- Born: 1954 (age 71–72)
- Occupation: Acupuncturist

= Frank Lipman =

Celebrity doctor and acupuncturist

Frank Lipman (born 1954) is a South African celebrity doctor, acupuncturist and alternative medicine advocate who resides in New York. He is a promoter of functional medicine.

==Biography==

Lipman took interest in herbal medicine and homeopathy whilst in Africa and started to practice acupuncture during his residency in the South Bronx in the United States. In 1987, he obtained his New York acupuncture license and in 1992 set up his own clinic on Fifth Avenue the Eleven Eleven Wellness Center. He says he took up acupuncture because he became disillusioned with American medicine. He practices integrative medicine. Recently he practices what he calls "Good Medicine" a mixture of western and alternative medicine. His clients have included Maggie Gyllenhaal, Donna Karan and Gwyneth Paltrow. He writes articles for Paltrow's Goop website. Lipman is Chief Medical Officer for The Well in New York City.

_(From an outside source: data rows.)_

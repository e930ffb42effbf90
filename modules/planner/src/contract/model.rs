use chrono::{DateTime, NaiveDate, NaiveTime, Utc};
use uuid::Uuid;

/// Calendar appointment owned by one user.
#[derive(Debug, Clone, PartialEq)]
pub struct Appointment {
    pub id: Uuid,
    pub user_id: Uuid,
    pub title: String,
    pub description: Option<String>,
    pub date: NaiveDate,
    pub start_time: NaiveTime,
    pub end_time: NaiveTime,
    pub reminder: bool,
    pub created_at: DateTime<Utc>,
    pub updated_at: DateTime<Utc>,
}

#[derive(Debug, Clone)]
pub struct NewAppointment {
    pub user_id: Uuid,
    pub title: String,
    pub description: Option<String>,
    pub date: NaiveDate,
    pub start_time: NaiveTime,
    pub end_time: NaiveTime,
    pub reminder: bool,
}

#[derive(Debug, Clone, Default)]
pub struct AppointmentPatch {
    pub title: Option<String>,
    pub description: Option<Option<String>>,
    pub date: Option<NaiveDate>,
    pub start_time: Option<NaiveTime>,
    pub end_time: Option<NaiveTime>,
    pub reminder: Option<bool>,
}

/// Free-text care note, optionally attached to an appointment.
#[derive(Debug, Clone, PartialEq)]
pub struct LogEntry {
    pub id: Uuid,
    pub user_id: Uuid,
    pub appointment_id: Option<Uuid>,
    pub text: String,
    pub date: DateTime<Utc>,
    pub created_at: DateTime<Utc>,
    pub updated_at: DateTime<Utc>,
}

#[derive(Debug, Clone)]
pub struct NewLog {
    pub user_id: Uuid,
    pub appointment_id: Option<Uuid>,
    pub text: String,
    pub date: DateTime<Utc>,
}

#[derive(Debug, Clone, Default)]
pub struct LogPatch {
    pub text: Option<String>,
    pub date: Option<DateTime<Utc>>,
}
// === PUBLIC CONTRACT ===
pub mod contract;

pub use contract::model;

// === INTERNAL MODULES ===
#[doc(hidden)]
pub mod api;
#[doc(hidden)]
pub mod domain;
#[doc(hidden)]
pub mod infra;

Lipman has been criticized for making arguments against swine flu vaccination. Peter Lipson of Science-Based Medicine wrote that Lipman has "pour[ed] out volumes of ignorance" about the subject and criticized Lipman for giving dangerous and irresponsible medical advice.

==Dieting==

Lipman is a believer in detoxification and claims to do "three or four cleanses a year". He has stated that "gluten and sugar are the devil" and takes his patients off gluten even if they do not have wheat sensitivity, as he claims that gluten causes inflammation in the body. He advocates a low-carbohydrate high-fat diet consisting of grass-fed animal source foods with no grains and limited fruit, and has also promoted the paleo diet. He recommends grass-fed butter, goat and sheep's milk cheese and leafy vegetables.

Lipman disputes the current saturated fat guidelines and argues against low-fat diets. In a 2018 interview he said that "if the fat comes from nature, or if it’s made by God, it’s more than likely healthy for you" and "natural fats, avocados, coconut oil, meat from grass-fed animals, eggs, these are all good, healthy fats, and it’s only in the past 50 years that we fell into this low-fat ideology."

Lipman says that all people should take four daily supplements: multivitamin, vitamin D, omega-3 and probiotic. He recommends that people should supplement with 2,000 IU of vitamin D per day. Lipman has also incorrectly stated that 80% of the United States population are deficient in magnesium and recommends that people soak in magnesium oil or epsom salts to get magnesium through their skin. Yvette d'Entremont has commented that magnesium deficiencies are rare and has criticized Lipman's advice as unreasonable. Lipman claims to be a "big proponent of intermittent fasting".

==Selected publications==

- Lipman, Frank (2005). "Total Renewal: 7 Key Steps to Resilience, Vitality, and Long-Term Health"
- Lipman, Frank (2009). "Spent: End Exhaustion and Feel Great Again"
- Lipman, Frank (2015). "New Health Rules: Simple Changes to Achieve Whole-Body Wellness"
- Lipman, Frank (2016). "10 Reasons You Feel Old and Get Fat...: And How YOU Can Stay Young, Slim, and Happy!"